But Chava’s other suitor, Yakov, is eager to fight. He has produced an old sword from the secondhand store and is sharpening it, flourishing it in the air in a manner that looks more dangerous to himself than any enemy. It turns out that Bad Yefes the Gambler knows how to use a sword. He gives a fast class for the few who have found some manner of long knife or sword, including the butcher and his assistant. In the street between the barricade and the houses, the pudgy butcher and his knock-kneed assistant parry each other’s blows with sharpened sticks, lest they kill each other in practice. Bad Yefes the Gambler shouts encouragement and pointers. Yakov practices with Samuel the old-clothes man, who has produced a hidden army sword brought to him in a bundle of dead man’s clothes.

Chava has volunteered herself as a messenger to run to the different parts of the line, to carry news and instructions. “I always won footraces when I was a girl,” she boasts. “I know
every part of the ghetto. I know almost as many people as my grandfather.”

Joseph is fascinated by the Maharal. As busy as Joseph is, piling up paving stones as a barricade, giving brief instruction in the use of the club, waving his own spiked homemade mace, he cannot help staring at Rabbi Loew, commanding like a general. The old man has never fought in his life, never been in an army, never watched a battle, let alone taken part in one.
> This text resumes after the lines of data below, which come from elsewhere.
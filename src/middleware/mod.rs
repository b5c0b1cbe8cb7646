mod request_logger;
mod session;

pub use request_logger::RequestLogger;
pub use session::{Session, SessionMiddleware};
Neither has Joseph. Where did the Maharal find the fighter in Joseph? Out of what was Joseph shaped, if not out of the Maharal? Like father, like son, he thinks ironically, aware of how angry his saying that would make Judah.

The Maharal abhors violence. Joseph has heard his despisal of war, for he says no nation has a right to dominate or rule another. Each people has their own road, their own destiny to fulfill. The world is imperfect and requires repair so long as any people is under the rule of any other. The Maharal bases these ideas on the kabbalah, Joseph knows, although the Golem’s Hebrew is barely adequate to the prayer book, the siddur.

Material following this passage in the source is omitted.